§ **Records for this exercise**
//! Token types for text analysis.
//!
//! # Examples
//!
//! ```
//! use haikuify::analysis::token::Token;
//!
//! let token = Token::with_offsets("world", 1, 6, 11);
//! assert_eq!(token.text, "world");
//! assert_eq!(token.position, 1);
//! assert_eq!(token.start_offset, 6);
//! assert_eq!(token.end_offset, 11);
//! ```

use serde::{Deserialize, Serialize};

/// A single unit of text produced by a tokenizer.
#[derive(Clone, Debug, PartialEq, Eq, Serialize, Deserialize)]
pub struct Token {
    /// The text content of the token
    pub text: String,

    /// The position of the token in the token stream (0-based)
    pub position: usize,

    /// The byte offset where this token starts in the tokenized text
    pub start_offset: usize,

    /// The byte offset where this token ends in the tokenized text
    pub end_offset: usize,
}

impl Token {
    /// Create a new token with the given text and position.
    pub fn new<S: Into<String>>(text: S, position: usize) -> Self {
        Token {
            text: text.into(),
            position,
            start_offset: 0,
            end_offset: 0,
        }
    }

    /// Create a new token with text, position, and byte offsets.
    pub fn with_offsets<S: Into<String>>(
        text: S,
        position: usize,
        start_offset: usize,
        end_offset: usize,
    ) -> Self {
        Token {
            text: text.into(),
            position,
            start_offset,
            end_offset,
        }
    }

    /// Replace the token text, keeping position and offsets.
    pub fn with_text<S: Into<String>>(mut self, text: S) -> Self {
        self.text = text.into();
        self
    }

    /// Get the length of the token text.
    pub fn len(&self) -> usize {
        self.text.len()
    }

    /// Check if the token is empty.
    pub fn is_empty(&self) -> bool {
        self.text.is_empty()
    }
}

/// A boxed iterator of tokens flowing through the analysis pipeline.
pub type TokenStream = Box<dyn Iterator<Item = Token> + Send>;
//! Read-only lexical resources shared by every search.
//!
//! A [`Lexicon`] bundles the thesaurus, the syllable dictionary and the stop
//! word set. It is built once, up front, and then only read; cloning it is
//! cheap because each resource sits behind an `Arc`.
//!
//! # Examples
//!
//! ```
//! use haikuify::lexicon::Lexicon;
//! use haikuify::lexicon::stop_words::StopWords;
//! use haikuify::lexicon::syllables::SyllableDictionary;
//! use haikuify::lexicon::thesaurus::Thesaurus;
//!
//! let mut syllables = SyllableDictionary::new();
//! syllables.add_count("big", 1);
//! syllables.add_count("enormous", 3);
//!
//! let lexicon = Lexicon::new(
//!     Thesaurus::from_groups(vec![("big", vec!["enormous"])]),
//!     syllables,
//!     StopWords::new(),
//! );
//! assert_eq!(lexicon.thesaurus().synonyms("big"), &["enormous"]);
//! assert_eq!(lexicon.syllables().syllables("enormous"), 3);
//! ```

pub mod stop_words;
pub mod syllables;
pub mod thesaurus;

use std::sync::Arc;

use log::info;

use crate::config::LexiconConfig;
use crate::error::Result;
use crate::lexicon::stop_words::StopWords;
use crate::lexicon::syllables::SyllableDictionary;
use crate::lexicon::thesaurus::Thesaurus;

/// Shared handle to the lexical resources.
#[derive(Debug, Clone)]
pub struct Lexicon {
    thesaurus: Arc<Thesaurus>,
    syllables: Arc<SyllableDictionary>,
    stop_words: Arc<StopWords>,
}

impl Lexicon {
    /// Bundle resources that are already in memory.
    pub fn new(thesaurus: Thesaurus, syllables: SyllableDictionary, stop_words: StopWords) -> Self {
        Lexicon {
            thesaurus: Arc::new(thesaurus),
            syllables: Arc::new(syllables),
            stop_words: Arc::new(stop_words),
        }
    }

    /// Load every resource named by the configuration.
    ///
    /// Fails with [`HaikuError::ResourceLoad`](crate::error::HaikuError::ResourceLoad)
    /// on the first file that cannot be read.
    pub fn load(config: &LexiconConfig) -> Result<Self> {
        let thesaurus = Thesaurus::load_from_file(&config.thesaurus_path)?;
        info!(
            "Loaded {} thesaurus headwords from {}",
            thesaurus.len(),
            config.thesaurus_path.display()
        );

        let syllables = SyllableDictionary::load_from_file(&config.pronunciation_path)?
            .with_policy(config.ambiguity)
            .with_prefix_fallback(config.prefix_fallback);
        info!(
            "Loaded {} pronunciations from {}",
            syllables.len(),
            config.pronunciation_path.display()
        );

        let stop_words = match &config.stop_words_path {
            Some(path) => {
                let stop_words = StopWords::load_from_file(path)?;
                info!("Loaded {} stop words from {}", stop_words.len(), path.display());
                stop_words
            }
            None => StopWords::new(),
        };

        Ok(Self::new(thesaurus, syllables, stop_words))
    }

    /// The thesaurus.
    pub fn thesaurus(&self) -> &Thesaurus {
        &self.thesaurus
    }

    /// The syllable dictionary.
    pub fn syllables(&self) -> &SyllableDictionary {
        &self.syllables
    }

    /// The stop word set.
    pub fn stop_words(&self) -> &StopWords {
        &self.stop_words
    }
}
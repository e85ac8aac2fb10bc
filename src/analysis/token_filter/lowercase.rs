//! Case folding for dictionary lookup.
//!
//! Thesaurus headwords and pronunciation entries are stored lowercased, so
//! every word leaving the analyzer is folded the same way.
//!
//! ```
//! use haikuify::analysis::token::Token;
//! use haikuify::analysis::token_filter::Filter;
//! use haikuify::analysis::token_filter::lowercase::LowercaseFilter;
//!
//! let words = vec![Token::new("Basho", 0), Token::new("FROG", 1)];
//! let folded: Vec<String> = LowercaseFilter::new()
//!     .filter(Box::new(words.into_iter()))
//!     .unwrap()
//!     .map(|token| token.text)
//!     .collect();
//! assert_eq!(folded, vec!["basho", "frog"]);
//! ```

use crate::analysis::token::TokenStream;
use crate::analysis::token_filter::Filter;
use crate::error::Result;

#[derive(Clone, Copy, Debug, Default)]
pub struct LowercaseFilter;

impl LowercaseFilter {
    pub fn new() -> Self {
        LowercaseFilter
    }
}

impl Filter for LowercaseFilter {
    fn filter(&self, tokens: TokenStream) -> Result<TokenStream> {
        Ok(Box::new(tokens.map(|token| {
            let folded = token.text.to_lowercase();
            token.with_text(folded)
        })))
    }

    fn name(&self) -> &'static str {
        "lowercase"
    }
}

§ **What the task asks**
Using the data above, repeat exactly the lines that begin at the line with "config.pronunciation_path.display()" and end at the line with "pub struct LowercaseFilter;", both ends included.

§ **Answer for this exercise**
            config.pronunciation_path.display()
        );

        let stop_words = match &config.stop_words_path {
            Some(path) => {
                let stop_words = StopWords::load_from_file(path)?;
                info!("Loaded {} stop words from {}", stop_words.len(), path.display());
                stop_words
            }
            None => StopWords::new(),
        };

        Ok(Self::new(thesaurus, syllables, stop_words))
    }

    /// The thesaurus.
    pub fn thesaurus(&self) -> &Thesaurus {
        &self.thesaurus
    }

    /// The syllable dictionary.
    pub fn syllables(&self) -> &SyllableDictionary {
        &self.syllables
    }

    /// The stop word set.
    pub fn stop_words(&self) -> &StopWords {
        &self.stop_words
    }
}
repository e85ac8aac2fb10bc
filename src/analysis/token_filter/lowercase.rs
//! Case folding for dictionary lookup.
//!
//! Thesaurus headwords and pronunciation entries are stored lowercased, so
//! every word leaving the analyzer is folded the same way.
//!
//! ```
//! use haikuify::analysis::token::Token;
//! use haikuify::analysis::token_filter::Filter;
//! use haikuify::analysis::token_filter::lowercase::LowercaseFilter;
//!
//! let words = vec![Token::new("Basho", 0), Token::new("FROG", 1)];
//! let folded: Vec<String> = LowercaseFilter::new()
//!     .filter(Box::new(words.into_iter()))
//!     .unwrap()
//!     .map(|token| token.text)
//!     .collect();
//! assert_eq!(folded, vec!["basho", "frog"]);
//! ```

use crate::analysis::token::TokenStream;
use crate::analysis::token_filter::Filter;
use crate::error::Result;

#[derive(Clone, Copy, Debug, Default)]
pub struct LowercaseFilter;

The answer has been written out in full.